Late-blooming climate activists
Leslie Wharton calls herself a “late-blooming” activist. Now 67, she still works full time as a lawyer, a career that’s kept her so busy she simply hadn’t paid much attention to the issue of climate change.
She was never much for protesting, even though she was in college during the Vietnam War.
“I didn’t go out and march. I was too deep in my studies,” she said. She ended up getting a Ph.D. in American history, then going to law school.
A six-month sabbatical gave her time to catch up on her reading. What she learned about climate change worried her as someone who had studied the rise and fall of Babylonia, Assyria and ancient Rome and Greece.
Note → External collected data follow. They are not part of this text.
//! Queue-to-queue wall-clock latency from `egwc` boxes

use super::{EmitContext, Metric, MetricDescriptor, MetricError};
use crate::parsers::{wallclock_micros, FourCc};
use crate::report::write_value;
use crate::stats::IntervalWindow;
use crate::types::{KindMask, MediaUnit, TrackMap};

use tracing::debug;

pub(super) const DESCRIPTOR: MetricDescriptor = MetricDescriptor {
    name: "QUEUE_TO_QUEUE_WALLCLOCK_LATENCY",
    summary: "mean delay between the embedded encoder wall clock and arrival (ms)",
    mask: KindMask::TIME,
    create,
};

fn create(_tracks: &TrackMap) -> Box<dyn Metric> {
    Box::new(WallclockLatency::new())
}

/// Averages `now - stream_wallclock` over each interval. Samples taken
/// during the first interval are discarded.
#[derive(Debug, Default)]
pub struct WallclockLatency {
    window: IntervalWindow,
    sum_ms: u64,
    samples: u64,
}

impl WallclockLatency {
    pub fn new() -> Self {
        Self::default()
    }
}

impl Metric for WallclockLatency {
    fn emit(&mut self, cx: &mut EmitContext<'_>, unit: &MediaUnit<'_>) -> Result<(), MetricError> {
        if unit.fourcc() != Some(FourCc::EGWC) {
            return Ok(());
        }
        let stream_ms = match wallclock_micros(unit.body) {
            Ok(us) => us / 1000,
            Err(e) => {
                debug!(metric = DESCRIPTOR.name, "skipping undecodable wall-clock box: {e}");
                return Ok(());
            }
        };
        let now = cx.now_ms;
        if stream_ms == 0 || stream_ms > now {
            debug!(stream_ms, now_ms = now, "wall-clock sample outside range, dropped");
            return Ok(());
        }

        self.window.observe(now);
        if self.window.in_warmup(now, cx.settings.interval_ms) {
            return Ok(());
        }
        self.sum_ms = self.sum_ms.saturating_add(now - stream_ms);
        self.samples += 1;

        if self.window.close_if_due(now, cx.settings.interval_ms).is_some() {
            let mean = self.sum_ms / self.samples;
            self.sum_ms = 0;
            self.samples = 0;
            write_value(cx.out, &cx.settings.path, mean, now)?;
        }
        Ok(())
    }
}

#[cfg(test)]
mod tests {
    use super::*;
    use crate::config::MetricSettings;
    use crate::metrics::testing::{egwc_body, lines};

    fn emit_at(m: &mut WallclockLatency, out: &mut Vec<u8>, now_ms: u64, stream_ms: u64) {
        let body = egwc_body(stream_ms);
        let unit = MediaUnit::boxed(FourCc::EGWC, 20, &body);
        let settings = MetricSettings { path: "live.q2q".into(), interval_ms: 1000 };
        let mut cx = EmitContext { settings: &settings, now_ms, out };
        m.emit(&mut cx, &unit).unwrap();
    }

    #[test]
    fn mean_is_floored_and_warmup_samples_are_discarded() {
        let mut m = WallclockLatency::new();
        let mut out = Vec::new();
        let t0 = 1_700_000_000_000;

        emit_at(&mut m, &mut out, t0, t0 - 5_000);
        emit_at(&mut m, &mut out, t0 + 500, t0 + 400);
        assert_eq!((m.sum_ms, m.samples), (0, 0));

        emit_at(&mut m, &mut out, t0 + 1000, t0 + 990);
        assert_eq!(lines(&out), ["live.q2q 10 1700000001"]);

        // 30 + 31 + 32 over three samples, floored
        out.clear();
        emit_at(&mut m, &mut out, t0 + 1300, t0 + 1270);
        emit_at(&mut m, &mut out, t0 + 1600, t0 + 1569);
        emit_at(&mut m, &mut out, t0 + 2000, t0 + 1968);
        assert_eq!(lines(&out), ["live.q2q 31 1700000002"]);
    }

    #[test]
    fn future_and_zero_timestamps_are_dropped() {
        let mut m = WallclockLatency::new();
        let mut out = Vec::new();
        emit_at(&mut m, &mut out, 10_000, 10_001);
        emit_at(&mut m, &mut out, 10_000, 0);
        assert!(!m.window.is_open());

        emit_at(&mut m, &mut out, 20_000, 19_900);
        emit_at(&mut m, &mut out, 21_000, 25_000);
        emit_at(&mut m, &mut out, 21_000, 20_950);
        assert_eq!(lines(&out), ["live.q2q 50 21"]);
    }

    #[test]
    fn sum_saturates_instead_of_overflowing() {
        let mut m = WallclockLatency::new();
        let mut out = Vec::new();
        let t = u64::MAX / 1000 - 10_000;

        emit_at(&mut m, &mut out, t, 1);
        emit_at(&mut m, &mut out, t + 1000, 1);
        out.clear();
        for _ in 0..2000 {
            emit_at(&mut m, &mut out, t + 1500, 1);
        }
        emit_at(&mut m, &mut out, t + 2000, 1);

        let expected = format!("live.q2q {} {}", u64::MAX / 2001, (t + 2000) / 1000);
        assert_eq!(lines(&out), [expected]);
    }

    #[test]
    fn other_boxes_and_short_bodies_are_ignored() {
        let mut m = WallclockLatency::new();
        let mut out = Vec::new();
        let settings = MetricSettings { path: "live.q2q".into(), interval_ms: 1000 };
        let mut cx = EmitContext { settings: &settings, now_ms: 5_000, out: &mut out };
        m.emit(&mut cx, &MediaUnit::boxed(FourCc::EGWC, 10, &[0, 0])).unwrap();
        m.emit(&mut cx, &MediaUnit::boxed(FourCc::MDAT, 10, &egwc_body(4_000))).unwrap();
        m.emit(&mut cx, &MediaUnit::tag(9, &egwc_body(4_000))).unwrap();
        assert!(!m.window.is_open());
    }
}
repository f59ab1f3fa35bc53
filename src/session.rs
//! Per-attempt session bookkeeping: liveness, end reasons, summary

use chrono::{DateTime, Utc};
use serde::Serialize;
use thiserror::Error;

use crate::network::SinkError;
use crate::processor::DispatchError;
use crate::transport::TransportError;

#[derive(Debug, Clone, Copy, PartialEq, Eq)]
pub enum SessionPhase {
    Connecting,
    Receiving,
    Disconnected,
    Terminated,
}

/// Why a session attempt ended
#[derive(Debug, Error)]
pub enum SessionError {
    #[error("sink unavailable")]
    Sink(#[from] SinkError),
    #[error("source failed")]
    Transport(#[from] TransportError),
    #[error("no unit received for {idle_ms} ms")]
    Timeout { idle_ms: u64 },
    #[error("end of stream")]
    EndOfStream,
    #[error("dispatch failed")]
    Dispatch(#[from] DispatchError),
}

impl SessionError {
    /// Short reason recorded in the session summary
    pub fn reason(&self) -> &'static str {
        match self {
            SessionError::Sink(_) => "sink",
            SessionError::Transport(_) => "transport",
            SessionError::Timeout { .. } => "timeout",
            SessionError::EndOfStream => "end_of_stream",
            SessionError::Dispatch(_) => "dispatch",
        }
    }
}

/// Liveness of one session attempt
#[derive(Debug, Clone)]
pub struct SessionState {
    started_at: DateTime<Utc>,
    started_ms: u64,
    last_delivery_ms: u64,
    timeout_ms: u64,
    units: u64,
    bytes: u64,
}

impl SessionState {
    /// `now_ms` and later readings come from the liveness clock; `started_at`
    /// is only reported.
    pub fn start(started_at: DateTime<Utc>, now_ms: u64, timeout_ms: u64) -> Self {
        Self {
            started_at,
            started_ms: now_ms,
            last_delivery_ms: now_ms,
            timeout_ms,
            units: 0,
            bytes: 0,
        }
    }

    pub fn record_delivery(&mut self, now_ms: u64, declared_len: u64) {
        self.last_delivery_ms = now_ms;
        self.units += 1;
        self.bytes += declared_len;
    }

    pub fn idle_ms(&self, now_ms: u64) -> u64 {
        now_ms.saturating_sub(self.last_delivery_ms)
    }

    pub fn is_timed_out(&self, now_ms: u64) -> bool {
        self.idle_ms(now_ms) > self.timeout_ms
    }

    /// Time left before the session times out, zero once it has
    pub fn remaining_ms(&self, now_ms: u64) -> u64 {
        (self.timeout_ms + 1).saturating_sub(self.idle_ms(now_ms))
    }

    pub fn units(&self) -> u64 {
        self.units
    }

    pub fn summary(&self, now_ms: u64, end: &SessionError) -> SessionSummary {
        SessionSummary {
            started_at: self.started_at.to_rfc3339(),
            duration_ms: now_ms.saturating_sub(self.started_ms),
            units: self.units,
            bytes: self.bytes,
            end_reason: end.reason(),
            detail: end.to_string(),
        }
    }
}

#[derive(Debug, Clone, Serialize)]
pub struct SessionSummary {
    pub started_at: String,
    pub duration_ms: u64,
    pub units: u64,
    pub bytes: u64,
    pub end_reason: &'static str,
    pub detail: String,
}
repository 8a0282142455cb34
#![deny(missing_docs)]
//! Shared logging utilities for the viewer workspace.
//!
//! This crate provides the `viewer_*` logging macros used across the codebase
//! and a minimal test initializer for the global logger.

/// Logs a trace-level message using the global logging facade.
#[macro_export]
macro_rules! viewer_trace {
    ($($arg:tt)*) => {{
        log::trace!($($arg)*);
    }};
}

/// Logs an info-level message using the global logging facade.
#[macro_export]
macro_rules! viewer_info {
    ($($arg:tt)*) => {{
        log::info!($($arg)*);
    }};
}

/// Logs a debug-level message using the global logging facade.
#[macro_export]
macro_rules! viewer_debug {
    ($($arg:tt)*) => {{
        log::debug!($($arg)*);
    }};
}

/// Logs a warn-level message using the global logging facade.
#[macro_export]
macro_rules! viewer_warn {
    ($($arg:tt)*) => {{
        log::warn!($($arg)*);
    }};
}

/// Logs an error-level message using the global logging facade.
#[macro_export]
macro_rules! viewer_error {
    ($($arg:tt)*) => {{
        log::error!($($arg)*);
    }};
}

/// Initializes a simple terminal logger for use in unit tests.
///
/// This safely no-ops if another logger has already been initialized.
pub fn initialize_for_tests() {
    use simplelog::{ColorChoice, CombinedLogger, Config, TermLogger, TerminalMode};

    // Use debug level in debug builds, info in release builds.
    let level = if cfg!(debug_assertions) {
        log::LevelFilter::Debug
    } else {
        log::LevelFilter::Info
    };

    // Ignore the error if a logger was already set by another test.
    let _ = CombinedLogger::init(vec![TermLogger::new(
        level,
        Config::default(),
        TerminalMode::Mixed,
        ColorChoice::Auto,
    )]);
}
use image::GenericImageView;
use thiserror::Error;

#[derive(Debug, Error)]
pub enum ProbeError {
    #[error("could not decode image: {0}")]
    Decode(#[from] image::ImageError),
}

/// Decodes just enough of the raster to learn its pixel dimensions. The
/// coordinate mapper cannot run before these are known.
pub fn probe_image_dimensions(bytes: &[u8]) -> Result<(u32, u32), ProbeError> {
    let decoded = image::load_from_memory(bytes)?;
    Ok(decoded.dimensions())
}
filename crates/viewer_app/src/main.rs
mod host;
mod logging;
mod surface;

use std::path::PathBuf;

use anyhow::{bail, Result};

fn main() -> Result<()> {
    logging::initialize(logging::LogDestination::Both);

    let mut args = std::env::args().skip(1);
    let (Some(base_url), Some(picture_id)) = (args.next(), args.next()) else {
        bail!("usage: viewer_app <base-url> <picture-id> [output-dir]");
    };
    let output_dir = args
        .next()
        .map(PathBuf::from)
        .unwrap_or_else(|| PathBuf::from("output"));

    host::run(&base_url, &picture_id, &output_dir)
}
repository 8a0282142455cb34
use std::collections::BTreeMap;

use serde::Deserialize;

/// Job status as reported by the backend: a small open-ended set of
/// progress strings, or one of the two terminal sentinels.
#[derive(Debug, Clone, PartialEq, Eq, Deserialize)]
#[serde(from = "String")]
pub enum JobStatus {
    InProgress(String),
    Processed,
    Error,
}

impl From<String> for JobStatus {
    fn from(raw: String) -> Self {
        match raw.as_str() {
            "processed" => JobStatus::Processed,
            "error" => JobStatus::Error,
            _ => JobStatus::InProgress(raw),
        }
    }
}

impl JobStatus {
    pub fn is_terminal(&self) -> bool {
        matches!(self, JobStatus::Processed | JobStatus::Error)
    }

    pub fn label(&self) -> &str {
        match self {
            JobStatus::InProgress(stage) => stage,
            JobStatus::Processed => "processed",
            JobStatus::Error => "error",
        }
    }
}

/// The backend's result record for one uploaded picture, exactly as served
/// by `GET /api/results/{picture_id}`. Fields fill in as the pipeline
/// progresses; once the status is terminal the record never changes.
#[derive(Debug, Clone, PartialEq, Eq, Deserialize)]
pub struct JobRecord {
    pub picture_id: String,
    pub status: JobStatus,
    #[serde(default)]
    pub original_filename: Option<String>,
    /// Server path to the source raster image.
    #[serde(default)]
    pub input_image: Option<String>,
    /// Present only when `status` is `error`.
    #[serde(default)]
    pub error_message: Option<String>,
    /// Raw PAGE-XML text, present once the structure stages complete.
    #[serde(default)]
    pub xml_content: Option<String>,
    /// Server path to a downloadable copy of the XML.
    #[serde(default)]
    pub xml_filename: Option<String>,
    /// Table-region id -> rendered HTML fragment.
    #[serde(default)]
    pub html_tables: BTreeMap<String, String>,
}
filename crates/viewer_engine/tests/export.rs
use std::fs;

use pretty_assertions::assert_eq;
use viewer_engine::{export_tables, table_filename, TableDocument};

fn doc(id: &str, html: &str) -> TableDocument {
    TableDocument {
        table_id: id.to_string(),
        html: html.to_string(),
    }
}

#[test]
fn writes_one_html_file_per_table() {
    let dir = tempfile::tempdir().expect("tempdir");

    let written = export_tables(
        dir.path(),
        &[
            doc("t1", "<table><tr><td>a</td></tr></table>"),
            doc("t2", "<table><tr><td>b</td></tr></table>"),
        ],
    )
    .expect("export ok");

    assert_eq!(written.len(), 2);
    assert_eq!(written[0].file_name().unwrap(), "t1.html");

    let content = fs::read_to_string(&written[0]).expect("read back");
    assert!(content.starts_with("<!DOCTYPE html>"));
    assert!(content.contains("<table><tr><td>a</td></tr></table>"));
    assert!(content.contains("<title>t1</title>"));
}

#[test]
fn re_export_overwrites_cleanly() {
    let dir = tempfile::tempdir().expect("tempdir");

    export_tables(dir.path(), &[doc("t1", "<table>old</table>")]).expect("first export");
    let written = export_tables(dir.path(), &[doc("t1", "<table>new</table>")])
        .expect("second export");

    let content = fs::read_to_string(&written[0]).expect("read back");
    assert!(content.contains("<table>new</table>"));
    assert!(!content.contains("old"));
}

#[test]
fn table_ids_are_sanitized_for_the_filesystem() {
    assert_eq!(table_filename("t1"), "t1.html");
    assert_eq!(table_filename("tab/le:1"), "tab_le_1.html");
    assert_eq!(table_filename("..."), "table.html");
}

#[test]
fn creates_missing_output_directory() {
    let dir = tempfile::tempdir().expect("tempdir");
    let nested = dir.path().join("exports").join("tables");

    let written = export_tables(&nested, &[doc("t9", "<table/>")]).expect("export ok");
    assert!(written[0].exists());
}
use crate::record::{status_link, StatusLink};
use crate::region::{RegionKind, RegionSummary};
use crate::state::{ExtractionStatus, PollPhase, ViewerState};

#[derive(Debug, Clone, PartialEq, Eq)]
pub enum TableBody {
    /// Rendered HTML fragment from the backend's `html_tables` join.
    Html(String),
    /// No rendered counterpart: fall back to the serialized XML fragment.
    RawXml(String),
}

#[derive(Debug, Clone, PartialEq, Eq)]
pub enum PanelEntry {
    Table { region_id: String, body: TableBody },
    TextLine {
        region_id: String,
        transcription: Option<String>,
    },
}

impl PanelEntry {
    pub fn region_id(&self) -> &str {
        match self {
            PanelEntry::Table { region_id, .. } => region_id,
            PanelEntry::TextLine { region_id, .. } => region_id,
        }
    }
}

/// Everything the host needs to render the result view.
#[derive(Debug, Clone, PartialEq)]
pub struct ResultViewModel {
    pub phase: PollPhase,
    pub status_text: String,
    pub status_link: Option<StatusLink>,
    pub error_message: Option<String>,
    /// False until extraction succeeded and the image is usable.
    pub show_map: bool,
    pub image_path: Option<String>,
    pub xml_download: Option<String>,
    pub panels: Vec<PanelEntry>,
}

impl ResultViewModel {
    pub(crate) fn from_state(state: &ViewerState) -> Self {
        let record = state.record();
        let status_text = match record {
            Some(record) => record.status.label().to_string(),
            None => "Waiting for results".to_string(),
        };
        let status_link = record.and_then(|r| status_link(&r.status));

        let panels = match state.extraction() {
            ExtractionStatus::Ready(regions) => build_panels(state, regions),
            _ => Vec::new(),
        };

        let extraction_ready = matches!(state.extraction(), ExtractionStatus::Ready(_));
        let show_map = state.phase() == PollPhase::Done && extraction_ready && !state.image_failed();

        Self {
            phase: state.phase(),
            status_text,
            status_link,
            error_message: state.error().map(str::to_string),
            show_map,
            image_path: record.and_then(|r| r.input_image.clone()),
            xml_download: record.and_then(|r| r.xml_filename.clone()),
            panels,
        }
    }
}

/// The table-region id is the join key into `html_tables`; a missing entry
/// falls back to the raw XML fragment.
fn build_panels(state: &ViewerState, regions: &[RegionSummary]) -> Vec<PanelEntry> {
    let html_tables = state.record().map(|r| &r.html_tables);
    regions
        .iter()
        .map(|region| match region.kind {
            RegionKind::Table => {
                let body = match html_tables.and_then(|tables| tables.get(&region.id)) {
                    Some(html) => TableBody::Html(html.clone()),
                    None => TableBody::RawXml(region.raw_content.clone().unwrap_or_default()),
                };
                PanelEntry::Table {
                    region_id: region.id.clone(),
                    body,
                }
            }
            RegionKind::TextLine => PanelEntry::TextLine {
                region_id: region.id.clone(),
                transcription: region.transcription.clone(),
            },
        })
        .collect()
}
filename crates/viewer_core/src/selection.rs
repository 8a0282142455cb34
use std::collections::{HashMap, HashSet};
use std::time::Duration;

/// How long a focused polygon or flashed panel entry keeps its emphasis
/// before the host reverts it.
pub const HIGHLIGHT_REVERT: Duration = Duration::from_secs(2);

/// Opaque token issued by the rendering surface when a polygon is added.
#[derive(Debug, Clone, Copy, PartialEq, Eq, Hash)]
pub struct PolygonHandle(pub u64);

/// The slice of the rendering-surface contract the selection index drives:
/// recenter on a polygon and toggle its visual emphasis.
pub trait RenderSurface {
    fn fit_bounds(&mut self, handle: PolygonHandle);
    fn highlight(&mut self, handle: PolygonHandle);
    fn clear_highlight(&mut self, handle: PolygonHandle);
}

/// The transcript/table panel side: scroll an entry into view and toggle
/// its emphasis class.
pub trait PanelSurface {
    fn scroll_to(&mut self, region_id: &str);
    fn flash(&mut self, region_id: &str);
    fn clear_flash(&mut self, region_id: &str);
}

/// Two-way, id-keyed join between a region's overlay polygon and its panel
/// entry. Owned by the result view; lives exactly as long as one rendered
/// result.
#[derive(Debug, Default)]
pub struct SelectionIndex {
    polygons: HashMap<String, PolygonHandle>,
    panels: HashSet<String>,
}

impl SelectionIndex {
    pub fn new() -> Self {
        Self::default()
    }

    pub fn register_polygon(&mut self, region_id: impl Into<String>, handle: PolygonHandle) {
        self.polygons.insert(region_id.into(), handle);
    }

    pub fn register_panel(&mut self, region_id: impl Into<String>) {
        self.panels.insert(region_id.into());
    }

    pub fn polygon(&self, region_id: &str) -> Option<PolygonHandle> {
        self.polygons.get(region_id).copied()
    }

    pub fn len(&self) -> usize {
        self.polygons.len()
    }

    pub fn is_empty(&self) -> bool {
        self.polygons.is_empty()
    }

    /// Recenter the view on the region's polygon and apply the transient
    /// emphasis. An unregistered id is a lookup miss: logged and ignored.
    pub fn focus(&self, region_id: &str, surface: &mut dyn RenderSurface) -> bool {
        let Some(handle) = self.polygon(region_id) else {
            log::warn!("focus on unregistered region id {region_id:?}");
            return false;
        };
        surface.fit_bounds(handle);
        surface.highlight(handle);
        true
    }

    /// Reverts the emphasis applied by [`focus`](Self::focus). The host calls
    /// this after [`HIGHLIGHT_REVERT`].
    pub fn clear_focus(&self, region_id: &str, surface: &mut dyn RenderSurface) {
        if let Some(handle) = self.polygon(region_id) {
            surface.clear_highlight(handle);
        }
    }

    /// A click on the overlay polygon scrolls the paired panel entry into
    /// view and flashes it.
    pub fn polygon_clicked(&self, region_id: &str, panel: &mut dyn PanelSurface) -> bool {
        if !self.panels.contains(region_id) {
            log::warn!("polygon click for region id {region_id:?} with no panel entry");
            return false;
        }
        panel.scroll_to(region_id);
        panel.flash(region_id);
        true
    }

    pub fn clear_panel_flash(&self, region_id: &str, panel: &mut dyn PanelSurface) {
        if self.panels.contains(region_id) {
            panel.clear_flash(region_id);
        }
    }

    /// A click on a panel entry centers the map on the paired polygon.
    pub fn panel_clicked(&self, region_id: &str, surface: &mut dyn RenderSurface) -> bool {
        self.focus(region_id, surface)
    }
}
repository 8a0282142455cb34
#[derive(Debug, Clone, Copy, PartialEq, Eq)]
pub enum RegionKind {
    Table,
    TextLine,
}

/// Core-side summary of one extracted region. Polygon geometry stays with
/// the rendering surface; the core only needs the id-keyed content.
#[derive(Debug, Clone, PartialEq, Eq)]
pub struct RegionSummary {
    pub id: String,
    pub kind: RegionKind,
    /// Line-level transcription; `None` for tables and for lines without one.
    pub transcription: Option<String>,
    /// Serialized source XML fragment; fallback display for tables with no
    /// rendered HTML counterpart.
    pub raw_content: Option<String>,
}

impl RegionSummary {
    pub fn table(id: impl Into<String>, raw_content: impl Into<String>) -> Self {
        Self {
            id: id.into(),
            kind: RegionKind::Table,
            transcription: None,
            raw_content: Some(raw_content.into()),
        }
    }

    pub fn text_line(id: impl Into<String>, transcription: Option<String>) -> Self {
        Self {
            id: id.into(),
            kind: RegionKind::TextLine,
            transcription,
            raw_content: None,
        }
    }
}
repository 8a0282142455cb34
//! Logging initialization for viewer_app.
//!
//! Writes logs to `./viewer.log` in the current working directory.

use std::fs::File;
use std::path::PathBuf;

use log::LevelFilter;
use simplelog::{
    ColorChoice, CombinedLogger, Config, ConfigBuilder, SharedLogger, TermLogger, TerminalMode,
    WriteLogger,
};

/// Destination for log output.
#[allow(dead_code)]
pub enum LogDestination {
    /// Write to ./viewer.log in current directory.
    File,
    /// Write to terminal (stdout).
    Terminal,
    /// Write to both file and terminal.
    Both,
}

/// Initialize the logger with the specified destination.
///
/// For `LogDestination::File` or `Both`, creates `./viewer.log` in the
/// current working directory.
pub fn initialize(destination: LogDestination) {
    let level = LevelFilter::Info;

    let config = build_config();

    let loggers: Vec<Box<dyn SharedLogger>> = match destination {
        LogDestination::File => {
            if let Some(file_logger) = create_file_logger(level, config) {
                vec![file_logger]
            } else {
                return;
            }
        }
        LogDestination::Terminal => {
            vec![TermLogger::new(
                level,
                config,
                TerminalMode::Mixed,
                ColorChoice::Auto,
            )]
        }
        LogDestination::Both => {
            let mut loggers: Vec<Box<dyn SharedLogger>> = vec![TermLogger::new(
                level,
                config.clone(),
                TerminalMode::Mixed,
                ColorChoice::Auto,
            )];
            if let Some(file_logger) = create_file_logger(level, config) {
                loggers.push(file_logger);
            }
            loggers
        }
    };

    let _ = CombinedLogger::init(loggers);
}

fn build_config() -> Config {
    ConfigBuilder::new()
        .set_time_format_rfc3339()
        .set_target_level(LevelFilter::Error)
        .build()
}

fn create_file_logger(level: LevelFilter, config: Config) -> Option<Box<WriteLogger<File>>> {
    let log_path = PathBuf::from("./viewer.log");
    match File::create(&log_path) {
        Ok(file) => Some(WriteLogger::new(level, config, file)),
        Err(err) => {
            eprintln!("Warning: Could not create log file at {:?}: {}", log_path, err);
            None
        }
    }
}
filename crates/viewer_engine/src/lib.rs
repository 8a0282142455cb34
//! Viewer engine: job-status polling, PAGE-XML region extraction,
//! coordinate mapping, and table export.
mod coords;
mod engine;
mod export;
mod extract;
mod fetch;
mod poll;
mod probe;
mod record;
mod types;

pub use coords::{map_coordinates, parse_points, CoordError, Point};
pub use engine::{EngineConfig, EngineHandle};
pub use export::{ensure_output_dir, export_tables, table_filename, ExportError, TableDocument};
pub use extract::{
    count_tables, extract_regions, ExtractError, RegionSet, TableRegion, TextLineRegion,
};
pub use fetch::{ClientSettings, ReqwestResultsClient, ResultsClient};
pub use poll::{PollSettings, PollSink, Poller};
pub use probe::{probe_image_dimensions, ProbeError};
pub use record::{JobRecord, JobStatus};
pub use types::{EngineEvent, FailureKind, FetchError, PollOutcome};
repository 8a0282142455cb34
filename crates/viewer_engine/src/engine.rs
use std::sync::{mpsc, Arc};
use std::thread;

use tokio_util::sync::CancellationToken;

use crate::fetch::{ClientSettings, ReqwestResultsClient};
use crate::poll::{PollSettings, PollSink, Poller};
use crate::probe::probe_image_dimensions;
use crate::record::JobRecord;
use crate::types::{EngineEvent, FetchError};

#[derive(Debug, Clone)]
pub struct EngineConfig {
    pub client: ClientSettings,
    pub poll: PollSettings,
}

impl EngineConfig {
    pub fn new(base_url: impl Into<String>) -> Self {
        Self {
            client: ClientSettings::new(base_url),
            poll: PollSettings::default(),
        }
    }
}

enum EngineCommand {
    StartPolling { picture_id: String },
    FetchImage { server_path: String },
    Stop,
}

struct ChannelPollSink {
    tx: mpsc::Sender<EngineEvent>,
}

impl PollSink for ChannelPollSink {
    fn record(&self, record: JobRecord) {
        let _ = self.tx.send(EngineEvent::Record(record));
    }
}

/// Bridges the synchronous host to the tokio side: commands in, events out.
/// `stop()` trips the cancellation token shared by every spawned task, so a
/// pending poll delay or in-flight fetch is abandoned instead of acted on.
pub struct EngineHandle {
    cmd_tx: mpsc::Sender<EngineCommand>,
    event_rx: mpsc::Receiver<EngineEvent>,
}

impl EngineHandle {
    pub fn new(config: EngineConfig) -> Result<Self, FetchError> {
        let client = Arc::new(ReqwestResultsClient::new(config.client)?);
        let poll_settings = config.poll;
        let (cmd_tx, cmd_rx) = mpsc::channel();
        let (event_tx, event_rx) = mpsc::channel::<EngineEvent>();

        thread::spawn(move || {
            let runtime = tokio::runtime::Runtime::new().expect("tokio runtime");
            let cancel = CancellationToken::new();
            while let Ok(command) = cmd_rx.recv() {
                match command {
                    EngineCommand::StartPolling { picture_id } => {
                        let poller = Poller::new(client.clone(), poll_settings.clone());
                        let event_tx = event_tx.clone();
                        let cancel = cancel.clone();
                        runtime.spawn(async move {
                            let sink = ChannelPollSink {
                                tx: event_tx.clone(),
                            };
                            let outcome = poller.run(&picture_id, &sink, &cancel).await;
                            let _ = event_tx.send(EngineEvent::PollEnded(outcome));
                        });
                    }
                    EngineCommand::FetchImage { server_path } => {
                        let client = client.clone();
                        let event_tx = event_tx.clone();
                        runtime.spawn(async move {
                            let event = match client.fetch_image(&server_path).await {
                                Ok(bytes) => match probe_image_dimensions(&bytes) {
                                    Ok((width, height)) => {
                                        EngineEvent::ImageLoaded { width, height }
                                    }
                                    Err(err) => EngineEvent::ImageFailed {
                                        message: err.to_string(),
                                    },
                                },
                                Err(err) => EngineEvent::ImageFailed {
                                    message: err.to_string(),
                                },
                            };
                            let _ = event_tx.send(event);
                        });
                    }
                    EngineCommand::Stop => {
                        cancel.cancel();
                        break;
                    }
                }
            }
        });

        Ok(Self { cmd_tx, event_rx })
    }

    pub fn start_polling(&self, picture_id: impl Into<String>) {
        let _ = self.cmd_tx.send(EngineCommand::StartPolling {
            picture_id: picture_id.into(),
        });
    }

    pub fn fetch_image(&self, server_path: impl Into<String>) {
        let _ = self.cmd_tx.send(EngineCommand::FetchImage {
            server_path: server_path.into(),
        });
    }

    pub fn stop(&self) {
        let _ = self.cmd_tx.send(EngineCommand::Stop);
    }

    pub fn try_recv(&self) -> Option<EngineEvent> {
        self.event_rx.try_recv().ok()
    }
}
“We live in a world we think is forever. Because I had been a historian, I realized that there’s nothing guaranteed,” she said.
She lives in Montgomery County, Maryland and in 2015 she got involved with Elders Climate Action, a national group of grandparents and concerned elders who work to fight climate change. “I stepped out of my comfort zone and went to a gathering in D.C.,” she said.
It’s not something she’s really comfortable with as a “totally introverted non-activist,” but she feels she must. There’s no time to lose, she said.
“If we play our cards right, we could actually come through or we could lose it all. A lot turns on what happens in the next year, five years, 10 years. We can’t wait 10 years to start moving.”
Last month, she did a presentation on climate change at a nearby retirement community. She’s also worked with some elders in a supported living community on the nuts and bolts of political organizing.
“They have been busy protesting fracking gas pipeline construction for the past year!” she said.